C’est sans doute la sécheresse la plus grave depuis huit années. Elle se fait particulièrement ressentir dans la région du M’zab et ses environs, où les citoyens commencent à s’inquiéter sérieusement.
Selon certains experts en matière agricole, la région devrait perdre entre 25 à 35% de ses récoltes cette année. Les services météorologiques ont, de leur côté, annoncé que la sécheresse devrait vraisemblablement s’accentuer avec des niveaux de pluviométrie très faibles durant les quatre mois à venir.
Du coup, cette sécheresse aura un impact très visible sur l’économie locale, avec une flambée des prix des produits agricoles qui se fait déjà sentir depuis l’augmentation du prix du carburant. Cet épisode de sécheresse, qui dure depuis plusieurs années, va particulièrement affecter l’agriculture, notamment les récoltes maraîchères.
Sécheresse et intempéries inhabituelles
Les paysans sont les premiers, partout dans le monde, à subir les conséquences du dérèglement climatique qui chamboule le quotidien de leurs exploitations. « A l’Intissa et à Laadira, deux cantons agricoles par excellence, les agriculteurs ont un calendrier de plantation.
Mais maintenant, avec le changement climatique, notre calendrier n’est plus à jour », constate Si Omar, un fonctionnaire des domaines converti à l’agriculture, venu témoigner et répondre à nos questions. « La saison des pluies, c’est d’octobre à mai, et la saison sèche de juin à septembre.
Mais aujourd’hui, c’est devenu imprévisible.
Nous devons nous adapter au changement climatique et améliorer nos semences comme nos modes de production », explique-t-il. « C’est aussi l’imprévisibilité qui frappe », ajoute-t-il. Il dit avoir vécu dans son jardin « les effets du changement climatique sur la production de fruits, spécialement pour le raisin en période d’été ».
A travers toute la wilaya de Ghardaïa, c’est la sécheresse qui accable le plus les paysans, expliquent d’autres agriculteurs des zones de Mansoura et Hassi-Lafhal. Quant à la vallée du M’Zab, coincée entre deux montagnes, elle souffre davantage du réchauffement climatique, alors que la moitié de sa population vit de l’agriculture locale.
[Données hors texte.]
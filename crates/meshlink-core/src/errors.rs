//! Error types for the meshlink workspace
//!
//! Transport crates define their own error enums and fold them into
//! [`MeshError`] so the service layer deals with a single type.

use thiserror::Error;

use crate::types::PeerType;

// ----------------------------------------------------------------------------
// Specific Error Types
// ----------------------------------------------------------------------------

/// Errors reported by the routing engine or one of its conduits
#[derive(Debug, Clone, PartialEq, Eq, Error)]
pub enum EngineError {
    #[error("Routing engine is not running")]
    NotRunning,

    #[error("Routing engine is already running")]
    AlreadyRunning,

    #[error("Failed to allocate {peer_type} conduit in zone {zone}: {reason}")]
    ConduitCreationFailed {
        zone: String,
        peer_type: PeerType,
        reason: String,
    },

    #[error("Conduit closed")]
    ConduitClosed,

    #[error("Conduit I/O failed: {0}")]
    ConduitIo(String),

    #[error("Engine failure: {0}")]
    Internal(String),
}

/// Errors raised while moving bytes between a transport and a conduit
#[derive(Debug, Error)]
pub enum TransportError {
    #[error("Transport I/O error: {0}")]
    Io(#[from] std::io::Error),

    #[error("Transport is not available: {transport_type}")]
    Unavailable { transport_type: String },

    #[error("Transport timeout after {duration_ms}ms")]
    Timeout { duration_ms: u64 },

    #[error("Protocol violation from {device}: {reason}")]
    ProtocolViolation { device: String, reason: String },

    #[error("Transport closed")]
    Closed,
}

// ----------------------------------------------------------------------------
// Main Error Type
// ----------------------------------------------------------------------------

/// Unified error for the mesh bridge
#[derive(Debug, Error)]
pub enum MeshError {
    #[error("Engine error: {0}")]
    Engine(#[from] EngineError),

    #[error("Transport error: {0}")]
    Transport(#[from] TransportError),

    #[error("Invalid configuration: {0}")]
    Configuration(String),

    #[error("Bluetooth error: {0}")]
    Bluetooth(String),

    #[error("Local network error: {0}")]
    Network(String),

    #[error("Background task failed: {0}")]
    Task(String),
}

impl From<std::io::Error> for MeshError {
    fn from(err: std::io::Error) -> Self {
        MeshError::Transport(TransportError::Io(err))
    }
}

impl From<tokio::task::JoinError> for MeshError {
    fn from(err: tokio::task::JoinError) -> Self {
        MeshError::Task(err.to_string())
    }
}

/// Result type for meshlink operations
pub type Result<T> = std::result::Result<T, MeshError>;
En 2015, la sécheresse a été telle que certains paysans « ont dû vendre une partie de leur bétail parce qu’ils ne pouvaient plus le nourrir », selon Si Omar. Et d’ajouter que dans les anciennes palmeraies de Ghardaïa et de Guerrara, les foggaras, des installations pour l’irrigation des jardins, sont secs et que les réserves d’eau souterraine ont été peu remplies, faute de crues saisonnières.
Afin de mieux éclairer notre lecteur, il serait judicieux de fournir de plus amples informations sur ce système séculaire de captage des eaux de crues, dit ‘’foggara’’. Cependant, l’eau dans la wilaya de Ghardaïa demeure un facteur primordial de tout développement d’activités humaines.
Les systèmes traditionnels de captage et d’irrigation par le biais de la foggara témoignent d’un génie hydraulique humain remarquable, dont l’organisation se place au premier plan.
La foggara est une conduite d’eau souterraine destinée à l’écoulement des eaux pour le remplissage des puits, à la consommation et aux besoins des habitants, mais surtout à l’irrigation de la palmeraie, qui comprend bien entendu le lopin de terre réservé à la culture des légumes. A Ghardaïa, les foggaras sont orientées dans le sens ouest-est.
C’est un ouvrage hydraulique, fait par des mains ingénieuses, qui réduit au maximum l’évaporation grâce à l’utilisation de galeries souterraines permettant de drainer l’eau du sous-sol et de l’amener par gravité à partir d’une succession de puits d’aération jusqu’à ce qu’elle parvienne aux champs en vue de sa répartition et de sa distribution.
Cinq foggaras à Ghardaïa
Cette eau jaillissante qui sert à étancher la soif des plantes et des humains nécessite un travail sans relâche et une opération inlassable, qui se renouvelle au moins une fois par an. On compte cinq principales foggaras dans la palmeraie de Ghardaïa (Inirez, Bouchamjène, Babaouaissa, Moche et Takdite).
Pour les besoins de son entretien, les canalisations se retrouvent parfois obstruées. Généralement, on fait appel à un groupe de connaisseurs (dits Oumanas), habitués à ce travail pénible. Il faut descendre dans chaque foggara.
Puis, à l’aide d’une corde et d’un seau solidement attaché, dans un geste mécanique, une corvée sans relâche attend nos jeunes volontaires puisque le travail, ou plutôt le curage de la foggara, se fait sous forme de ‘’touiza’’. Cette dernière nécessite quelques bras vigoureux munis de houes. Ici, l’entraide est courante et fait partie des coutumes ancestrales mozabites.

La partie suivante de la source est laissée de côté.